OneSavings Bank reveals suspected £28.6m fraud
19 Mar 2021

OneSavings Bank has delayed its results after disclosing that it has been the victim of a suspected £28.6 million fraud by a corporate customer.

Shares in the specialist buy-to-let lender sank by 5 per cent this morning after it warned that it believed it may have been defrauded by the unnamed non-bank lender.

The evidence was discovered only in the past few days and it is understood that the bank has reported the matter to Action Fraud, run by City of London police. It has also called in the accountant Smith & Williamson, which specialises in forensic investigations. The Financial Conduct Authority and the Prudential Regulation Authority have been informed.

Andy Golding, chief executive of OSB Group, said: “Whilst I am disappointed at the very recent discovery of a potential fraud at one of the non-bank lenders we provide secured funding to, we believe that this is an isolated incident and are committed to expediting our investigation and publishing our full preliminary results on 8 April, 2021.”

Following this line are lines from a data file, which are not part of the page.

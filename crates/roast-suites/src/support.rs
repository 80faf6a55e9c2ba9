// crates/roast-suites/src/support.rs
// ============================================================================
// Module: Suite Support
// Description: Client construction shared by fixtures.
// Dependencies: roast-clients, roast-config
// ============================================================================

//! Fixture helpers: client construction and missing-section messages.

use roast_clients::ClientError;
use roast_clients::Credentials;
use roast_clients::RestClient;
use roast_config::RoastConfig;
use roast_config::Secret;
use roast_core::SetupFailure;

/// Builds a transport for `endpoint` using the run's shared credentials,
/// replacing the token when `token` is set.
pub fn client_for(
    config: &RoastConfig,
    endpoint: &str,
    token: Option<&Secret>,
) -> Result<RestClient, ClientError> {
    let credentials = Credentials::from_auth(&config.auth).with_token_override(token);
    RestClient::new(endpoint, &config.http, &credentials)
}

/// Message used when a class needs a section the config does not define.
pub fn missing_section(section: &str) -> String {
    format!("[{section}] is not configured")
}

/// Returns the section or a setup failure naming it.
pub fn require_section<'a, T>(section: Option<&'a T>, name: &str) -> Result<&'a T, SetupFailure> {
    section.ok_or_else(|| SetupFailure::new(missing_section(name)))
}
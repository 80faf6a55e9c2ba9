// crates/roast-core/src/runner.rs
// ============================================================================
// Module: Runner
// Description: Selection, planning, and sequential execution of a catalog.
// Purpose: Apply tag filters and skip decisions, then run each class.
// Dependencies: crate::suite, crate::report
// ============================================================================

//! ## Overview
//! The runner walks a catalog of [`Suite`]s in declaration order. For each
//! class it selects the cases matching the [`TagFilter`], decides skips via
//! the [`SkipRegistry`] (or the class applicability check), and hands the
//! resulting [`ClassPlan`] to the class. Classes with no selected case are
//! left out of the report entirely. Execution is strictly sequential.

// ============================================================================
// SECTION: Imports
// ============================================================================

use tracing::debug;

use crate::case::CaseInfo;
use crate::observer::RunObserver;
use crate::plan::ClassPlan;
use crate::plan::Disposition;
use crate::plan::PlannedCase;
use crate::report::RunReport;
use crate::skip::SkipReason;
use crate::skip::SkipRegistry;
use crate::suite::Suite;
use crate::tags::TagFilter;

// ============================================================================
// SECTION: Options
// ============================================================================

/// Selection and skip policy for a run.
#[derive(Debug, Clone, Default)]
pub struct RunOptions {
    /// Tag filter selecting cases.
    pub filter: TagFilter,
    /// Known-issue skip decisions.
    pub skips: SkipRegistry,
}

// ============================================================================
// SECTION: Runner
// ============================================================================

/// Executes a catalog of suites against one configuration.
pub struct Runner<'a, C> {
    /// Catalog in declaration order.
    suites: &'a [Box<dyn Suite<C>>],
    /// Selection and skip policy.
    options: RunOptions,
}

impl<'a, C> Runner<'a, C> {
    /// Creates a runner over a catalog.
    #[must_use]
    pub const fn new(suites: &'a [Box<dyn Suite<C>>], options: RunOptions) -> Self {
        Self {
            suites,
            options,
        }
    }

    /// Returns metadata for every case the filter selects.
    #[must_use]
    pub fn select(&self) -> Vec<CaseInfo> {
        self.suites
            .iter()
            .flat_map(|suite| suite.cases())
            .filter(|case| self.options.filter.matches(&case.tags))
            .collect()
    }

    /// Builds the execution plan for one suite.
    #[must_use]
    pub fn plan(&self, suite: &dyn Suite<C>, config: &C) -> ClassPlan {
        let unsupported = suite.applicability(config);
        let entries = suite
            .cases()
            .into_iter()
            .enumerate()
            .filter(|(_, case)| self.options.filter.matches(&case.tags))
            .map(|(index, case)| {
                let disposition = unsupported
                    .as_ref()
                    .map(|message| SkipReason::Unsupported {
                        message: message.clone(),
                    })
                    .or_else(|| self.options.skips.decide(case.skip.as_ref()))
                    .map_or(Disposition::Run, Disposition::Skip);
                PlannedCase {
                    index,
                    disposition,
                }
            })
            .collect();
        ClassPlan {
            entries,
        }
    }

    /// Runs every selected case and returns the aggregated report.
    pub fn run(&self, config: &C, observer: &mut dyn RunObserver) -> RunReport {
        let filter = self.options.filter.exprs().iter().map(ToString::to_string).collect();
        let mut report = RunReport::start(filter);
        for suite in self.suites {
            let plan = self.plan(suite.as_ref(), config);
            if plan.is_empty() {
                debug!(class = suite.name(), "no cases selected");
                continue;
            }
            report.classes.push(suite.execute(config, &plan, observer));
        }
        report.finish();
        report
    }
}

OSB is a medium-sized lender with a £19 billion loanbook mostly aimed at buy-to-let landlords. It was created out of the old Kent Reliance Building Society and recently expanded via a merger with Charter Court. It is a member of the FTSE 250 valued at £2 billion and is based in Chatham, Kent.

It was not clear from the statement whether the suspected fraud was discovered internally or by OSB’s auditors, Deloitte.

The maximum possible loss could be £28.6 million although OSB said the debt had been secured against “lease receivables” and “underlying hard assets”. Expected underlying profit for the year, before any fraud-related writedown, is £366 million.

The problem was in a small division of OSB that provides funding lines to third parties secured primarily against property-related mortgages. “We have very recently become aware of potential fraudulent activity by one of these third parties,” OSB said.